Ebola is not spread through the air or by water, or in general, by food. However, in Africa, Ebola may be spread as a result of handling bushmeat (wild animals hunted for food) and contact with infected bats. There is no evidence that mosquitoes or other insects can transmit Ebola virus. Only a few species of mammals (for example, humans, bats, monkeys, and apes) have shown the ability to become infected with and spread Ebola virus.

Healthcare providers caring for Ebola patients and the family and friends in close contact with Ebola patients are at the highest risk of contracting Ebola because they may come in contact with infected blood or body fluids of sick patients.

During outbreaks of Ebola, the disease can spread quickly within healthcare settings (such as a clinic or hospital). Exposure to Ebola can occur in healthcare settings where hospital staff are not wearing appropriate protective equipment, including masks, gowns, and gloves and eye protection.
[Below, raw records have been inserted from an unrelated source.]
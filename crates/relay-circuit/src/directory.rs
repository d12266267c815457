//! Relay directory
//!
//! Route selection draws from a directory of relay descriptors. The
//! provider behind it is pluggable; the static one covers fixed fleets
//! and tests, a fetched JSON document can seed it just the same.

use std::collections::HashSet;

use rand::seq::SliceRandom;
use serde::{Deserialize, Serialize};

use crate::{RelayError, RelayResult};

/// Published descriptor for one relay node
#[derive(Debug, Clone, PartialEq, Serialize, Deserialize)]
pub struct RelayNodeInfo {
    pub id: String,
    /// Dialable address, e.g. `wss://relay-1.example.net/cell`
    pub address: String,
    /// ML-KEM public key for the per-hop exchange
    pub kem_public: Vec<u8>,
    /// X25519 public key for the per-hop exchange
    pub ec_public: [u8; 32],
    pub region: Option<String>,
}

/// Source of relay descriptors
pub trait RelayDirectory: Send + Sync {
    fn relays(&self) -> Vec<RelayNodeInfo>;
}

/// Fixed in-memory relay set
pub struct StaticDirectory {
    relays: Vec<RelayNodeInfo>,
}

impl StaticDirectory {
    pub fn new(relays: Vec<RelayNodeInfo>) -> Self {
        Self { relays }
    }

    /// Parse a directory document, a JSON array of descriptors
    pub fn from_json(document: &str) -> RelayResult<Self> {
        let relays: Vec<RelayNodeInfo> = serde_json::from_str(document)
            .map_err(|e| RelayError::Directory(e.to_string()))?;
        Ok(Self { relays })
    }
}

impl RelayDirectory for StaticDirectory {
    fn relays(&self) -> Vec<RelayNodeInfo> {
        self.relays.clone()
    }
}

/// Pick `hops` distinct relays, skipping any whose id is excluded
pub fn pick_route(
    directory: &dyn RelayDirectory,
    hops: usize,
    exclude: &HashSet<String>,
) -> RelayResult<Vec<RelayNodeInfo>> {
    let pool: Vec<RelayNodeInfo> = directory
        .relays()
        .into_iter()
        .filter(|relay| !exclude.contains(&relay.id))
        .collect();
    if pool.len() < hops {
        return Err(RelayError::NotEnoughRelays {
            need: hops,
            have: pool.len(),
        });
    }
    let mut rng = rand::thread_rng();
    Ok(pool.choose_multiple(&mut rng, hops).cloned().collect())
}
Dedicated medical equipment (preferably disposable, when possible) should be used by healthcare personnel providing patient care. Proper cleaning and disposal of instruments, such as needles and syringes, is also important. If instruments are not disposable, they must be sterilized before being used again. Without adequate sterilization of the instruments, virus transmission can continue and amplify an outbreak.

Once someone recovers from Ebola, they can no longer spread the virus.